People can’t stop talking about the emotional monologue Jimmy Kimmel delivered on his talk show Monday night. With tears in his eyes, the host shared that his newborn son was diagnosed with tetralogy of Fallot with pulmonary atresia, after a nurse discovered a heart murmur and blueish color. For a better understanding, we asked Joseph A. Greenlee, III, MD, PPG – Cardiovascular Surgery, to shed more light on this condition and what parents need to know about the risk.
Tetralogy of Fallot with pulmonary atresia is one of the five most common forms of congenital heart defects we see in children. Essentially, it’s a constellation of abnormalities, typically on the right side of the heart. A hole in the wall between chambers of the heart causes deoxygenated blood to be shifted to the other side of the heart without enough oxygen.

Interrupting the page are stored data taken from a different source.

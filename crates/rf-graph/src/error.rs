//! Graph-specific error types.

use rf_core::{Cost, NodeId};

pub type GraphResult<T> = Result<T, GraphError>;

/// Graph construction and validation errors.
#[derive(Debug, Clone, PartialEq)]
pub enum GraphError {
    /// An edge carries a cost that cannot be searched (negative or non-finite).
    InvalidEdge {
        a: String,
        b: String,
        cost: Cost,
        reason: &'static str,
    },

    /// A second edge was supplied for a pair under `DuplicatePolicy::Reject`.
    DuplicateEdge { a: String, b: String },

    /// A name lookup failed.
    UnknownNode { name: String },

    /// More distinct names than the node id space can hold.
    IdSpaceExhausted { count: usize },

    /// `a -> b` is stored but `b -> a` is missing or has a different cost.
    Asymmetric { a: NodeId, b: NodeId },

    /// Adjacency list references a node outside the node table.
    NeighborOutOfRange { node: NodeId, neighbor: u32 },

    /// Offsets table doesn't describe the flat neighbor list.
    InconsistentAdjacency { what: &'static str },
}

impl std::fmt::Display for GraphError {
    fn fmt(&self, f: &mut std::fmt::Formatter<'_>) -> std::fmt::Result {
        match self {
            GraphError::InvalidEdge { a, b, cost, reason } => {
                write!(f, "Edge {} - {} has invalid cost {} ({})", a, b, cost, reason)
            }
            GraphError::DuplicateEdge { a, b } => {
                write!(f, "Duplicate edge between {} and {}", a, b)
            }
            GraphError::UnknownNode { name } => {
                write!(f, "Node '{}' does not exist in the graph", name)
            }
            GraphError::IdSpaceExhausted { count } => {
                write!(f, "Cannot register {} nodes: id space exhausted", count)
            }
            GraphError::Asymmetric { a, b } => {
                write!(f, "Adjacency {} -> {} has no matching {} -> {}", a, b, b, a)
            }
            GraphError::NeighborOutOfRange { node, neighbor } => {
                write!(
                    f,
                    "Node {} lists neighbor {} which is not a registered node",
                    node, neighbor
                )
            }
            GraphError::InconsistentAdjacency { what } => {
                write!(f, "Inconsistent adjacency: {}", what)
            }
        }
    }
}

impl std::error::Error for GraphError {}

#[cfg(test)]
mod tests {
    use super::*;

    #[test]
    fn display_names_both_endpoints() {
        let err = GraphError::InvalidEdge {
            a: "Kazan".into(),
            b: "Perm".into(),
            cost: -5.0,
            reason: "negative cost",
        };
        let msg = err.to_string();
        assert!(msg.contains("Kazan"));
        assert!(msg.contains("Perm"));
        assert!(msg.contains("negative"));
    }
}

Often, a physician will detect a heart defect in utero and perform an ultrasound to get a better understanding of the baby’s condition. This is why good prenatal care is so important. But heart defects can also surface after a child’s first or second year, or even later in development. Patients typically see good results from surgery and go on to thrive.
6 Signs of a Congenital Heart Defect
1. Blueish/purplish color, known as cyanosis
2. Detection of a heart murmur
3. Poor respiration when eating
4. Failure to grow
5. Low stamina when active
6. Inability to keep up with peers
If you suspect a heart-related issue with your child, contact your pediatrician or primary care provider. If you notice a sudden change in color, take your child to the Emergency Department immediately.